No-nonsense Jack Reacher owns no clothes beyond what he wears. This is minimalism at its extreme. And while we’re not yet to the ideal of Lee Child’s fictional tough guy, we’re not far off either.
We own two weeks’ worth of clothes. When something wears out beyond the repair of our tiny sewing kit (or gets pilfered by a wild animal, as our flip-flops were when left outside in the desert), then we have fewer clothes.
Enough of that, and we’ll wrap up our Havens Path tour with nothing to wrap up in.
So be it.
We had too many clothes to start with. Now I have a pair of jeans, a pair of khakis, and a pair of hiking zip-offs. If I’m not wearing one of these long pants I’m wearing one of the four pairs of shorts I own – all of which I got at thrift stores as a way to game the system. If they wear or tear on the road, that’s okay. There’s no room and no need for designer duds on this trip.

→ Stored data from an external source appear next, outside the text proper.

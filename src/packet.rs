//! The packet model: a tagged union covering every RESP2/RESP3 wire value.
//!
//! The original source expresses this as a `Packet` base class with virtual
//! dispatch (`instance_of`/`packet_cast`) and one derived class per wire
//! type. Here it is a single enum: aggregates own their children by value,
//! there are no cycles, and matching replaces the `instance_of` dance.

use crate::buffer::ByteBuffer;
use smol_str::SmolStr;

/// Leading bytes used to tag each wire type, shared by the encoder and the
/// decoder's dispatch table.
pub mod tag {
    pub const SIMPLE_STRING: u8 = b'+';
    pub const ERROR: u8 = b'-';
    pub const INTEGER: u8 = b':';
    pub const BULK_STRING: u8 = b'$';
    pub const ARRAY: u8 = b'*';
    pub const NULL: u8 = b'_';
    pub const DOUBLE: u8 = b',';
    pub const BOOLEAN: u8 = b'#';
    pub const BIG_NUMBER: u8 = b'(';
    pub const BLOB_ERROR: u8 = b'!';
    pub const VERBATIM_STRING: u8 = b'=';
    pub const MAP: u8 = b'%';
    pub const SET: u8 = b'~';
    pub const ATTRIBUTE: u8 = b'|';
    pub const PUSH: u8 = b'>';
}

#[derive(Debug, Clone, PartialEq)]
pub enum Packet {
    SimpleString(String),
    Error(String),
    Integer(i64),
    /// `None` is the RESP null bulk string (`$-1\r\n`).
    BulkString(Option<bytes::Bytes>),
    /// `None` is the RESP null array (`*-1\r\n`).
    Array(Option<Vec<Packet>>),
    /// The RESP3-only explicit null, `_\r\n`.
    Null,
    Double(f64),
    Boolean(bool),
    BigNumber(String),
    BlobError(bytes::Bytes),
    VerbatimString { tag: SmolStr, body: bytes::Bytes },
    Map(Vec<(Packet, Packet)>),
    Set(Vec<Packet>),
    Attribute(Vec<(Packet, Packet)>),
    Push(Vec<Packet>),
}

impl Packet {
    pub fn ok() -> Packet {
        Packet::SimpleString("OK".into())
    }

    pub fn bulk(data: impl Into<bytes::Bytes>) -> Packet {
        Packet::BulkString(Some(data.into()))
    }

    pub fn null_bulk() -> Packet {
        Packet::BulkString(None)
    }

    pub fn is_error(&self) -> bool {
        matches!(self, Packet::Error(_) | Packet::BlobError(_))
    }

    // ---- v3 (native) encoding ----------------------------------------

    pub fn encode_v3(&self, buf: &mut ByteBuffer) {
        match self {
            Packet::SimpleString(s) => encode_line(buf, tag::SIMPLE_STRING, s.as_bytes()),
            Packet::Error(s) => encode_line(buf, tag::ERROR, s.as_bytes()),
            Packet::Integer(n) => {
                buf.append(&[tag::INTEGER]);
                buf.append_number_as_text(*n);
                buf.append(b"\r\n");
            }
            Packet::BulkString(None) => buf.append(b"$-1\r\n"),
            Packet::BulkString(Some(b)) => encode_bulk(buf, tag::BULK_STRING, b),
            Packet::Array(None) => buf.append(b"*-1\r\n"),
            Packet::Array(Some(items)) => {
                encode_count(buf, tag::ARRAY, items.len());
                for item in items {
                    item.encode_v3(buf);
                }
            }
            Packet::Null => buf.append(b"_\r\n"),
            Packet::Double(d) => {
                buf.append(&[tag::DOUBLE]);
                buf.append(format_double(*d).as_bytes());
                buf.append(b"\r\n");
            }
            Packet::Boolean(b) => buf.append(if *b { b"#t\r\n" } else { b"#f\r\n" }),
            Packet::BigNumber(s) => encode_line(buf, tag::BIG_NUMBER, s.as_bytes()),
            Packet::BlobError(b) => encode_bulk(buf, tag::BLOB_ERROR, b),
            Packet::VerbatimString { tag: t, body } => {
                let total = 4 + body.len();
                buf.append(&[tag::VERBATIM_STRING]);
                buf.append_number_as_text(total as i64);
                buf.append(b"\r\n");
                buf.append(t.as_bytes());
                buf.append(b":");
                buf.append(body);
                buf.append(b"\r\n");
            }
            Packet::Map(pairs) => {
                encode_count(buf, tag::MAP, pairs.len());
                for (k, v) in pairs {
                    k.encode_v3(buf);
                    v.encode_v3(buf);
                }
            }
            Packet::Set(items) => {
                encode_count(buf, tag::SET, items.len());
                for item in items {
                    item.encode_v3(buf);
                }
            }
            Packet::Attribute(pairs) => {
                encode_count(buf, tag::ATTRIBUTE, pairs.len());
                for (k, v) in pairs {
                    k.encode_v3(buf);
                    v.encode_v3(buf);
                }
            }
            Packet::Push(items) => {
                encode_count(buf, tag::PUSH, items.len());
                for item in items {
                    item.encode_v3(buf);
                }
            }
        }
    }

    pub fn encoded_size_v3(&self) -> usize {
        match self {
            Packet::SimpleString(s) => line_size(s.len()),
            Packet::Error(s) => line_size(s.len()),
            Packet::Integer(n) => 1 + decimal_len(*n) + 2,
            Packet::BulkString(None) => 5,
            Packet::BulkString(Some(b)) => bulk_size(b.len()),
            Packet::Array(None) => 5,
            Packet::Array(Some(items)) => {
                count_size(items.len()) + items.iter().map(|p| p.encoded_size_v3()).sum::<usize>()
            }
            Packet::Null => 3,
            Packet::Double(d) => 1 + format_double(*d).len() + 2,
            Packet::Boolean(_) => 4,
            Packet::BigNumber(s) => line_size(s.len()),
            Packet::BlobError(b) => bulk_size(b.len()),
            Packet::VerbatimString { body, .. } => bulk_size(4 + body.len()),
            Packet::Map(pairs) => {
                count_size(pairs.len())
                    + pairs
                        .iter()
                        .map(|(k, v)| k.encoded_size_v3() + v.encoded_size_v3())
                        .sum::<usize>()
            }
            Packet::Set(items) => {
                count_size(items.len()) + items.iter().map(|p| p.encoded_size_v3()).sum::<usize>()
            }
            Packet::Attribute(pairs) => {
                count_size(pairs.len())
                    + pairs
                        .iter()
                        .map(|(k, v)| k.encoded_size_v3() + v.encoded_size_v3())
                        .sum::<usize>()
            }
            Packet::Push(items) => {
                count_size(items.len()) + items.iter().map(|p| p.encoded_size_v3()).sum::<usize>()
            }
        }
    }

    // ---- v2 (projected) encoding ---------------------------------------

    pub fn encode_v2(&self, buf: &mut ByteBuffer) {
        match self {
            Packet::SimpleString(_)
            | Packet::Error(_)
            | Packet::Integer(_)
            | Packet::BulkString(_) => self.encode_v3(buf),
            Packet::Array(None) => buf.append(b"*-1\r\n"),
            Packet::Array(Some(items)) => {
                encode_count(buf, tag::ARRAY, items.len());
                for item in items {
                    item.encode_v2(buf);
                }
            }
            Packet::Null => buf.append(b"$-1\r\n"),
            Packet::Double(d) => encode_bulk(buf, tag::BULK_STRING, format_double(*d).as_bytes()),
            Packet::Boolean(b) => {
                buf.append(&[tag::INTEGER]);
                buf.append_number_as_text(if *b { 1 } else { 0 });
                buf.append(b"\r\n");
            }
            Packet::BigNumber(s) => encode_bulk(buf, tag::BULK_STRING, s.as_bytes()),
            Packet::BlobError(b) => {
                let escaped = escape_control_bytes(b);
                encode_line(buf, tag::ERROR, escaped.as_bytes());
            }
            Packet::VerbatimString { body, .. } => encode_bulk(buf, tag::BULK_STRING, body),
            Packet::Map(pairs) | Packet::Attribute(pairs) => {
                encode_count(buf, tag::ARRAY, pairs.len() * 2);
                for (k, v) in pairs {
                    k.encode_v2(buf);
                    v.encode_v2(buf);
                }
            }
            Packet::Set(items) | Packet::Push(items) => {
                encode_count(buf, tag::ARRAY, items.len());
                for item in items {
                    item.encode_v2(buf);
                }
            }
        }
    }

    pub fn encoded_size_v2(&self) -> usize {
        match self {
            Packet::SimpleString(_)
            | Packet::Error(_)
            | Packet::Integer(_)
            | Packet::BulkString(_) => self.encoded_size_v3(),
            Packet::Array(None) => 5,
            Packet::Array(Some(items)) => {
                count_size(items.len()) + items.iter().map(|p| p.encoded_size_v2()).sum::<usize>()
            }
            Packet::Null => 5,
            Packet::Double(d) => bulk_size(format_double(*d).len()),
            Packet::Boolean(b) => 1 + decimal_len(if *b { 1 } else { 0 }) + 2,
            Packet::BigNumber(s) => bulk_size(s.len()),
            Packet::BlobError(b) => line_size(escape_control_bytes(b).len()),
            Packet::VerbatimString { body, .. } => bulk_size(body.len()),
            Packet::Map(pairs) | Packet::Attribute(pairs) => {
                count_size(pairs.len() * 2)
                    + pairs
                        .iter()
                        .map(|(k, v)| k.encoded_size_v2() + v.encoded_size_v2())
                        .sum::<usize>()
            }
            Packet::Set(items) | Packet::Push(items) => {
                count_size(items.len()) + items.iter().map(|p| p.encoded_size_v2()).sum::<usize>()
            }
        }
    }
}

fn encode_line(buf: &mut ByteBuffer, tag: u8, text: &[u8]) {
    buf.append(&[tag]);
    buf.append(text);
    buf.append(b"\r\n");
}

fn encode_bulk(buf: &mut ByteBuffer, tag: u8, data: &[u8]) {
    buf.append(&[tag]);
    buf.append_number_as_text(data.len() as i64);
    buf.append(b"\r\n");
    buf.append(data);
    buf.append(b"\r\n");
}

fn encode_count(buf: &mut ByteBuffer, tag: u8, n: usize) {
    buf.append(&[tag]);
    buf.append_number_as_text(n as i64);
    buf.append(b"\r\n");
}

fn line_size(text_len: usize) -> usize {
    1 + text_len + 2
}

fn bulk_size(data_len: usize) -> usize {
    1 + decimal_len(data_len as i64) + 2 + data_len + 2
}

fn count_size(n: usize) -> usize {
    1 + decimal_len(n as i64) + 2
}

fn decimal_len(n: i64) -> usize {
    if n == 0 {
        return 1;
    }
    let mut n = n;
    let mut len = 0;
    if n < 0 {
        len += 1;
        n = -n;
    }
    while n > 0 {
        len += 1;
        n /= 10;
    }
    len
}

/// Significant digits used by the `%.17g`-equivalent rendering below —
/// enough to round-trip any `f64` exactly.
const DOUBLE_PRECISION: i32 = 17;

/// Formats a double the way RESP3 wants it: `inf`/`-inf` literals for
/// infinities, otherwise the same `%.17g` rendering the source uses
/// (`fmt::format("{:.17g}", val_)` in `DoublePacket.hpp`) — fixed notation
/// inside `[1e-4, 1e17)`, scientific notation outside it, trailing
/// fractional zeros and a bare trailing `.` stripped either way.
pub fn format_double(d: f64) -> String {
    if d.is_nan() {
        return "nan".to_string();
    }
    if d.is_infinite() {
        return if d > 0.0 { "inf".to_string() } else { "-inf".to_string() };
    }
    if d == 0.0 {
        return if d.is_sign_negative() { "-0".to_string() } else { "0".to_string() };
    }

    let neg = d.is_sign_negative();
    let abs = d.abs();
    let sci = format!("{:.*e}", (DOUBLE_PRECISION - 1) as usize, abs);
    let (mantissa, exp_str) = sci.split_once('e').expect("exponential format always contains 'e'");
    let exponent: i32 = exp_str.parse().expect("exponent is always a valid integer");

    let body = if exponent < -4 || exponent >= DOUBLE_PRECISION {
        let digits = strip_trailing_zeros(mantissa);
        let sign = if exponent < 0 { "-" } else { "+" };
        format!("{digits}e{sign}{:02}", exponent.abs())
    } else {
        let decimals = (DOUBLE_PRECISION - 1 - exponent).max(0) as usize;
        strip_trailing_zeros(&format!("{:.*}", decimals, abs))
    };

    if neg {
        format!("-{body}")
    } else {
        body
    }
}

/// Strips trailing fractional zeros (and a bare trailing `.`) from a
/// decimal string, the way `%g` omits precision `%f` doesn't need.
fn strip_trailing_zeros(s: &str) -> String {
    if !s.contains('.') {
        return s.to_string();
    }
    s.trim_end_matches('0').trim_end_matches('.').to_string()
}

/// Escapes control characters and non-printable bytes the way the source
/// escapes a `BlobError` when it has to be projected onto a RESP2 simple
/// error line (which cannot carry raw CR/LF).
pub fn escape_control_bytes(data: &[u8]) -> String {
    let mut out = String::with_capacity(data.len());
    for &b in data {
        match b {
            b'\n' => out.push_str("\\n"),
            b'\r' => out.push_str("\\r"),
            b'\t' => out.push_str("\\t"),
            0x07 => out.push_str("\\a"),
            0x08 => out.push_str("\\b"),
            0x20..=0x7e => out.push(b as char),
            _ => out.push_str(&format!("\\x{:02x}", b)),
        }
    }
    out
}

#[cfg(test)]
mod tests {
    use super::*;

    fn roundtrip_v3(p: &Packet) -> Vec<u8> {
        let mut buf = ByteBuffer::new();
        p.encode_v3(&mut buf);
        assert_eq!(buf.readable_bytes(), p.encoded_size_v3());
        buf.data().to_vec()
    }

    #[test]
    fn simple_string_encodes_with_crlf() {
        let p = Packet::SimpleString("OK".into());
        assert_eq!(roundtrip_v3(&p), b"+OK\r\n");
    }

    #[test]
    fn boolean_v2_projects_to_integer() {
        let p = Packet::Boolean(true);
        let mut buf = ByteBuffer::new();
        p.encode_v2(&mut buf);
        assert_eq!(buf.data(), b":1\r\n");
        assert_eq!(buf.readable_bytes(), p.encoded_size_v2());
    }

    #[test]
    fn verbatim_string_v2_drops_tag() {
        let p = Packet::VerbatimString {
            tag: "txt".into(),
            body: bytes::Bytes::from_static(b"test\r\n"),
        };
        let mut buf = ByteBuffer::new();
        p.encode_v2(&mut buf);
        assert_eq!(buf.data(), b"$6\r\ntest\r\n\r\n");
    }

    #[test]
    fn format_double_matches_c_percent_g17() {
        assert_eq!(format_double(0.1), "0.10000000000000001");
        assert_eq!(format_double(3.5), "3.5");
        assert_eq!(format_double(-2.0), "-2");
        assert_eq!(format_double(0.0), "0");
        assert_eq!(format_double(f64::INFINITY), "inf");
        assert_eq!(format_double(f64::NEG_INFINITY), "-inf");
        assert_eq!(format_double(1e20), "1e+20");
        assert_eq!(format_double(1e-10), "1e-10");
    }

    #[test]
    fn map_v2_flattens_to_array() {
        let p = Packet::Map(vec![(
            Packet::SimpleString("k".into()),
            Packet::Integer(1),
        )]);
        let mut buf = ByteBuffer::new();
        p.encode_v2(&mut buf);
        assert_eq!(buf.data(), b"*2\r\n+k\r\n:1\r\n");
    }
}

Rachel’s wardrobe is similarly spare.
We can’t help ourselves from buying the small, one-off item that will conjure memories and wonder each time we handle it, or the growing collection of souvenir stickers that make us happy whenever we look at them, but on the whole we’re shedding possessions, not acquiring them.

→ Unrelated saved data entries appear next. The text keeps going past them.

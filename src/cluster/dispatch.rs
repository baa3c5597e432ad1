//! Per-command slot derivation, same-slot enforcement, and single-node vs.
//! fan-out execution. Grounded on `TairClusterAsyncClient::calcCommandSlot`
//! and the handful of hand-written fan-out methods (`keys`, `scriptLoad`,
//! `scriptFlush`, `scriptKill`, `flushAll`, `quit`) in the source — the
//! hundreds of thin single-key façade methods around them are the
//! out-of-scope command surface; only the routing decision they all funnel
//! through lives here.

use crate::cluster::slots::SlotTable;
use crate::error::{ConnectionError, CoreError, RoutingError};
use crate::packet::Packet;
use bytes::Bytes;

/// How a command's arguments fan out across the cluster.
#[derive(Debug, Clone, Copy, PartialEq, Eq)]
pub enum Execution {
    /// Route by the single key at the derived key index.
    SingleKey,
    /// Multiple keys must share a slot; route by the first.
    MultiKeySameSlot,
    /// A destination key plus a key list; all must share the destination's
    /// slot (`pfmerge`, `zrangestore`, `rename`, `renamenx`, `sort` store
    /// form, `copy`, `bitop`).
    DestinationPinned,
    FanOut(FanOutKind),
    /// Rejected locally, no I/O attempted.
    Rejected,
}

#[derive(Debug, Clone, Copy, PartialEq, Eq)]
pub enum FanOutKind {
    Keys,
    ScriptLoad,
    ScriptFlush,
    ScriptKill,
    FlushAll,
    Quit,
}

impl FanOutKind {
    /// `true` if a single shard failure fails the whole aggregate.
    pub fn fails_fast(self) -> bool {
        !matches!(self, FanOutKind::Quit)
    }
}

fn ascii_lower(s: &[u8]) -> Vec<u8> {
    s.iter().map(|b| b.to_ascii_lowercase()).collect()
}

/// Commands explicitly rejected in cluster mode regardless of key layout.
fn is_rejected(cmd: &[u8], argc: usize) -> bool {
    matches!(cmd, b"mget" | b"mset" | b"msetnx")
        || (matches!(cmd, b"del" | b"unlink" | b"exists" | b"touch") && argc > 2)
}

/// Classify a command by its argv, deciding how the dispatcher routes it.
/// Mirrors the source's per-command special cases; anything not matched
/// falls through to the default single-key path.
pub fn classify(argv: &[Bytes]) -> Execution {
    if argv.is_empty() {
        return Execution::Rejected;
    }
    let cmd = ascii_lower(&argv[0]);
    if is_rejected(&cmd, argv.len()) {
        return Execution::Rejected;
    }
    match cmd.as_slice() {
        b"keys" => return Execution::FanOut(FanOutKind::Keys),
        b"flushall" => return Execution::FanOut(FanOutKind::FlushAll),
        b"quit" => return Execution::FanOut(FanOutKind::Quit),
        b"script" => {
            if let Some(sub) = argv.get(1).map(|a| ascii_lower(a)) {
                return match sub.as_slice() {
                    b"load" => Execution::FanOut(FanOutKind::ScriptLoad),
                    b"flush" => Execution::FanOut(FanOutKind::ScriptFlush),
                    b"kill" => Execution::FanOut(FanOutKind::ScriptKill),
                    _ => Execution::SingleKey,
                };
            }
            return Execution::SingleKey;
        }
        b"pfmerge" | b"zrangestore" | b"rename" | b"renamenx" | b"sortstore" | b"copy" | b"bitop" => {
            return Execution::DestinationPinned;
        }
        _ => {}
    }
    Execution::SingleKey
}

/// Derive the argv position of the routing key, per `calcCommandSlot`.
/// Returns `None` when the command carries no routable key (out-of-bounds
/// index, or an `xread`/`xreadgroup` with no `streams` token).
pub fn derive_key_index(argv: &[Bytes]) -> Option<usize> {
    if argv.is_empty() {
        return None;
    }
    let mut cmd_index = 0usize;
    let mut key_index = 1usize;

    // Undocumented in the source; mirrored bit-for-bit per the design
    // notes, flagged here rather than silently dropped.
    if ascii_lower(&argv[0]) == b"ars" {
        cmd_index += 2;
        key_index += 2;
    }

    let cmd = ascii_lower(argv.get(cmd_index)?);
    match cmd.as_slice() {
        b"bitop" | b"xgroup" => key_index = cmd_index + 2,
        b"xread" | b"xreadgroup" => {
            let pos = argv.iter().position(|a| ascii_lower(a) == b"streams")?;
            key_index = pos + 1;
        }
        _ => {}
    }

    if key_index < argv.len() {
        Some(key_index)
    } else {
        None
    }
}

/// Connects slot derivation + same-slot validation + execution for one
/// cluster client. Generic over `H`, the connection handle type.
pub struct Dispatcher<H: Clone> {
    slots: SlotTable<H>,
}

impl<H: Clone> Dispatcher<H> {
    pub fn new(slots: SlotTable<H>) -> Self {
        Dispatcher { slots }
    }

    pub fn slots(&self) -> &SlotTable<H> {
        &self.slots
    }

    /// Resolve which connection owns a non-fan-out command. Multi-key and
    /// destination-pinned shapes are validated for same-slot membership
    /// before any connection is chosen.
    pub fn route(&self, argv: &[Bytes]) -> Result<&H, RoutingError> {
        match classify(argv) {
            Execution::Rejected => Err(RoutingError::ClusterNotSupported),
            Execution::FanOut(_) => Err(RoutingError::ClusterNotSupported),
            Execution::MultiKeySameSlot => {
                let keys = &argv[1..];
                SlotTable::<H>::all_same_slot(keys)?;
                self.route_key(&argv[1])
            }
            Execution::DestinationPinned => {
                let keys = &argv[1..];
                let slot = SlotTable::<H>::all_same_slot(keys)?;
                self.slots.route_slot(slot).ok_or(RoutingError::NoSuchSlot)
            }
            Execution::SingleKey => {
                let key_index = derive_key_index(argv).ok_or(RoutingError::NoSuchSlot)?;
                self.route_key(&argv[key_index])
            }
        }
    }

    fn route_key(&self, key: &[u8]) -> Result<&H, RoutingError> {
        self.slots.route(key).ok_or(RoutingError::NoSuchSlot)
    }
}

/// Aggregate a fan-out command's per-shard results per its kind's combine
/// rule. `results` is in arbitrary completion order, one entry per known
/// connection, each already a `Result` from that shard.
pub fn aggregate(
    kind: FanOutKind,
    results: Vec<Result<Packet, ConnectionError>>,
) -> Result<Packet, CoreError> {
    match kind {
        FanOutKind::Keys => {
            let mut all = Vec::new();
            for r in results {
                match r {
                    Ok(Packet::Array(Some(items))) => all.extend(items),
                    Ok(_) => return Err(CoreError::Routing(RoutingError::ClusterNotSupported)),
                    Err(e) => return Err(CoreError::Connection(e)),
                }
            }
            Ok(Packet::Array(Some(all)))
        }
        FanOutKind::ScriptLoad | FanOutKind::ScriptFlush | FanOutKind::ScriptKill | FanOutKind::FlushAll => {
            for r in results {
                if let Err(e) = r {
                    return Err(CoreError::Connection(e));
                }
            }
            Ok(Packet::ok())
        }
        FanOutKind::Quit => Ok(Packet::ok()),
    }
}

/// Runs a fan-out command against every known connection concurrently,
/// waiting for all of them (the count-down-latch pattern from the source).
/// The caller-supplied `exec` closure performs the actual I/O; this
/// function only owns the concurrency and aggregation shape. MUST NOT be
/// called from the I/O thread that owns the connections' buffers — it
/// blocks the calling thread until every shard answers.
pub fn fan_out<H, F>(dispatcher: &Dispatcher<H>, kind: FanOutKind, argv: &[Bytes], exec: F) -> Result<Packet, CoreError>
where
    H: Clone + Sync,
    F: Fn(&H, &[Bytes]) -> Result<Packet, ConnectionError> + Sync,
{
    let handles: Vec<&H> = dispatcher.slots().connections().collect();
    log::debug!("Dispatcher::fan_out: {kind:?} across {} shard(s)", handles.len());
    let (tx, rx) = crossbeam::channel::bounded(handles.len().max(1));
    std::thread::scope(|scope| {
        for handle in &handles {
            let tx = tx.clone();
            let exec = &exec;
            scope.spawn(move || {
                let _ = tx.send(exec(handle, argv));
            });
        }
        drop(tx);
        let mut results = Vec::with_capacity(handles.len());
        for _ in 0..handles.len() {
            if let Ok(r) = rx.recv() {
                if let Err(e) = &r {
                    log::warn!("Dispatcher::fan_out: shard failed during {kind:?}: {e}");
                }
                results.push(r);
            }
        }
        aggregate(kind, results)
    })
}

#[cfg(test)]
mod tests {
    use super::*;

    fn argv(words: &[&str]) -> Vec<Bytes> {
        words.iter().map(|w| Bytes::copy_from_slice(w.as_bytes())).collect()
    }

    #[test]
    fn default_key_index_is_one() {
        assert_eq!(derive_key_index(&argv(&["get", "foo"])), Some(1));
    }

    #[test]
    fn bitop_keys_at_index_two() {
        assert_eq!(derive_key_index(&argv(&["bitop", "and", "dest"])), Some(2));
    }

    #[test]
    fn xgroup_keys_at_index_two() {
        assert_eq!(derive_key_index(&argv(&["xgroup", "create", "stream", "group"])), Some(2));
    }

    #[test]
    fn xread_scans_for_streams_token() {
        assert_eq!(
            derive_key_index(&argv(&["xread", "count", "2", "streams", "s1", "0"])),
            Some(4)
        );
    }

    #[test]
    fn xread_without_streams_token_is_unroutable() {
        assert_eq!(derive_key_index(&argv(&["xread", "count", "2"])), None);
    }

    #[test]
    fn ars_prefix_shifts_indices_by_two() {
        assert_eq!(derive_key_index(&argv(&["ars", "x", "get", "foo"])), Some(3));
    }

    #[test]
    fn mget_is_rejected_outright() {
        assert_eq!(classify(&argv(&["mget", "a", "b"])), Execution::Rejected);
    }

    #[test]
    fn del_with_multiple_keys_is_rejected_even_same_slot() {
        assert_eq!(
            classify(&argv(&["del", "{t}a", "{t}b"])),
            Execution::Rejected
        );
    }

    #[test]
    fn del_with_one_key_routes_normally() {
        assert_eq!(classify(&argv(&["del", "a"])), Execution::SingleKey);
    }

    #[test]
    fn script_load_fans_out() {
        assert_eq!(
            classify(&argv(&["script", "load", "return 1"])),
            Execution::FanOut(FanOutKind::ScriptLoad)
        );
    }

    #[test]
    fn aggregate_keys_concatenates_results() {
        let results = vec![
            Ok(Packet::Array(Some(vec![Packet::bulk("a")]))),
            Ok(Packet::Array(Some(vec![Packet::bulk("b")]))),
        ];
        let out = aggregate(FanOutKind::Keys, results).unwrap();
        assert_eq!(out, Packet::Array(Some(vec![Packet::bulk("a"), Packet::bulk("b")])));
    }

    #[test]
    fn aggregate_quit_ignores_individual_errors() {
        let results = vec![Err(ConnectionError::Disconnected), Ok(Packet::ok())];
        assert_eq!(aggregate(FanOutKind::Quit, results).unwrap(), Packet::ok());
    }

    #[test]
    fn aggregate_flushall_fails_if_any_shard_fails() {
        let results = vec![Ok(Packet::ok()), Err(ConnectionError::Timeout)];
        assert!(aggregate(FanOutKind::FlushAll, results).is_err());
    }
}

Which is an intentional continuation of the plan we’ve been working on for six years now.
Sure, there’s value in simplicity for its own sake: less overhead maintenance, a heightened appreciation for the fewer things we have, a constant re-affirmation that item must spark joys to earn their portage levy.
Simple costs less. Less money and less psychic weight.
There’s also the confidence boost that comes from having mastery over what you own, pioneer style. We’re gaining that with our bikes. There’s no shop around the corner to fix the latest flat, adjust the derailleurs when they get out of line, or swap out grips and other accessories. That’s on us.
There’s a satisfying connectedness in learning to take care of your own stuff, whether you want to or not.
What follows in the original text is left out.